Saksikan video pilihan berikut ini:
Keluarga Dalang
Wayang dalam hidup Ki Enthus sudah mendarah daging. Ia merupakan anak satu-satunya Soemarjadihardja, yang merupakan dalang wayang golek Tegal, dengan istri ketiga bernama Tarminah.
Dari garis keturunan ayah, kakek moyang Ki Enthus juga dikenal sebagai dalang ternama bernama RM Singadimedja yang sering dipercaya tampil pada masa pemerintahan Sunan Amangkurat di Mataram.
Gemblengan sang ayah dan konsistensinya mendalami wayang tecermin dalam karyanya yang dikenal kreatif, inovatif, serta eksplorasi yang tinggi. Tak heran bila murid dari dalang kondang Ki Manteb Sudarsono itu dinilai sebagai salah satu dalang terbaik yang dimiliki Indonesia.
Buktinya pada 2005, dia terpilih menjadi dalang terbaik se-Indonesia dalam Festival Wayang Indonesia yang diselanggarakan di Taman Budaya Jawa Timur. Kemudian pada 2008, Ki Enthus mewakili Indonesia dalam Festival Wayang Internasional di Denpasar, Bali.
Gaya sabetannya yang khas, kombinasi sabet wayang golek dan wayang kulit membuat pertunjukannya berbeda dengan dalang-dalang lainnya. Ki Enthus juga memiliki kemampuan dan kepekaan dalam menyusun komposisi musik, baik modern maupun tradisional.
Selain banyolan dan kecakapannya menampilkan cerita pewayangan, Ki Enthus juga mahir menghidupkan suasana menjadi lebih atraktif dan bersemangat. Kekuatannya mengintrepretasi dan mengadaptasi cerita serta kejelian membaca isu-isu terkini membuat gaya berceritanya menjadi hidup dan interaktif.
Didukung eksplorasi pengelolaan ruang artistik kelir menjadikannya lakon-lakon yang ia bawakan bak pertunjukan opera wayang yang komunikatif, spektakuler, aktual, dan menghibur.
Sebagai dalang, ia selalu membawakan dua karakter wayang golek yang melegenda, Lupid dan Slentenk.
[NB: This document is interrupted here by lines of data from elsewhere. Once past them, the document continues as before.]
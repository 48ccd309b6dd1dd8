// SPDX-FileCopyrightText: 2025 Caspar Water Company
//
// SPDX-License-Identifier: Apache-2.0

//! Bucket configuration
//!
//! A bucket is described by a small YAML document:
//!
//! ```yaml
//! url: s3://my-bucket/some/prefix
//! region: us-west-2
//! access_key: AKIA...
//! secret_key: ...
//! endpoint: http://localhost:9000   # MinIO, R2, etc.
//! log_level: info
//! ```
//!
//! `url` may also be `file:///path/to/dir` or `memory://name`.

use crate::error::{Error, Result};
use crate::object_store_bucket::ObjectStoreBucket;
use object_store::ObjectStore;
use object_store::path::Path;
use object_store::prefix::PrefixStore;
use serde::{Deserialize, Serialize};
use std::sync::Arc;
use url::Url;

/// Bucket storage configuration
#[derive(Debug, Clone, Default, PartialEq, Serialize, Deserialize)]
pub struct BucketConfig {
    /// Store URL: `memory://name`, `file:///path` or `s3://bucket[/prefix]`
    pub url: String,

    /// AWS region (for S3)
    #[serde(default)]
    pub region: String,

    /// AWS access key
    #[serde(default)]
    pub access_key: String,

    /// AWS secret key
    #[serde(default)]
    pub secret_key: String,

    /// Custom S3 endpoint
    #[serde(default)]
    pub endpoint: String,

    /// Minimum log level for tools reading this config
    #[serde(default)]
    pub log_level: Option<String>,
}

impl BucketConfig {
    pub fn from_url<U: Into<String>>(url: U) -> Self {
        Self {
            url: url.into(),
            ..Self::default()
        }
    }

    pub fn from_yaml(text: &str) -> Result<Self> {
        let config: BucketConfig = serde_yaml_ng::from_str(text)?;
        config.validate()?;
        Ok(config)
    }

    pub fn load<P: AsRef<std::path::Path>>(path: P) -> Result<Self> {
        let text = std::fs::read_to_string(path)?;
        Self::from_yaml(&text)
    }

    pub fn validate(&self) -> Result<()> {
        _ = self.parsed_url()?;
        Ok(())
    }

    fn parsed_url(&self) -> Result<Url> {
        if self.url.is_empty() {
            return Err(Error::Configuration("url field is required".to_string()));
        }
        let url = Url::parse(&self.url)
            .map_err(|e| Error::Configuration(format!("Invalid url {:?}: {}", self.url, e)))?;
        match url.scheme() {
            "memory" | "file" | "s3" => Ok(url),
            other => Err(Error::Configuration(format!(
                "Unsupported url scheme {:?}",
                other
            ))),
        }
    }

    /// Name used to identify the bucket in logs and errors.
    pub fn bucket_name(&self) -> Result<String> {
        let url = self.parsed_url()?;
        Ok(match url.scheme() {
            "file" => url.path().to_string(),
            _ => url.host_str().unwrap_or_default().to_string(),
        })
    }

    pub fn build_object_store(&self) -> Result<Arc<dyn ObjectStore>> {
        let url = self.parsed_url()?;
        match url.scheme() {
            "memory" => Ok(Arc::new(object_store::memory::InMemory::new())),
            "file" => {
                let path = url.to_file_path().map_err(|_| {
                    Error::Configuration(format!("Invalid file url {:?}", self.url))
                })?;
                std::fs::create_dir_all(&path)?;
                let store = object_store::local::LocalFileSystem::new_with_prefix(&path)?;
                Ok(Arc::new(store))
            }
            _ => {
                let bucket = url.host_str().unwrap_or_default();
                if bucket.is_empty() {
                    return Err(Error::Configuration(format!(
                        "Missing bucket in {:?}",
                        self.url
                    )));
                }

                let mut builder = object_store::aws::AmazonS3Builder::new()
                    .with_bucket_name(bucket)
                    .with_region(&self.region);
                if !self.access_key.is_empty() {
                    builder = builder.with_access_key_id(&self.access_key);
                }
                if !self.secret_key.is_empty() {
                    builder = builder.with_secret_access_key(&self.secret_key);
                }
                if !self.endpoint.is_empty() {
                    builder = builder.with_endpoint(&self.endpoint);
                }
                let store: Arc<dyn ObjectStore> = Arc::new(builder.build()?);

                let prefix = url.path().trim_matches('/');
                if prefix.is_empty() {
                    Ok(store)
                } else {
                    Ok(Arc::new(PrefixStore::new(store, Path::parse(prefix)?)))
                }
            }
        }
    }

    /// Open the configured bucket.
    pub fn open_bucket(&self) -> Result<ObjectStoreBucket> {
        Ok(ObjectStoreBucket::new(
            self.bucket_name()?,
            self.build_object_store()?,
        ))
    }
}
Di mana pun ia tampil, ia selalu membawa dua ikon itu untuk menyampaikan beragam pesan, termasuk berbagai program pemerintah, kepada masyarakat seperti kampanye anti-narkoba, anti-HIV/AIDS, HAM, pemanasan global hingga pemilu damai.
Advertisement
Aktif Dalang di Ponpes
Bagi Ki Enthus, mendalang bukan hanya media komunikasi isu-isu terkini, tapi juga sarana dakwah. Maka itu, ia aktif mendalang di beberapa pondok pesantren melalui media Wayang Wali Sanga.
Dikutip dari buku Ki Enthus Susmono, kemahiran dan kenakalannya mendesain wayang-wayang baru atau kontemporer seperti wayang George Bush, Saddam Hussein, Osama bin Laden, Gunungan Tsunami Aceh, Gunungan Harry Potter, Batman, wayang alien, wayang tokoh-tokoh politik, dan lain-lain membuat pertunjukannya selalu segar, penuh daya kejut, dan mampu menembus beragam segmen masyarakat.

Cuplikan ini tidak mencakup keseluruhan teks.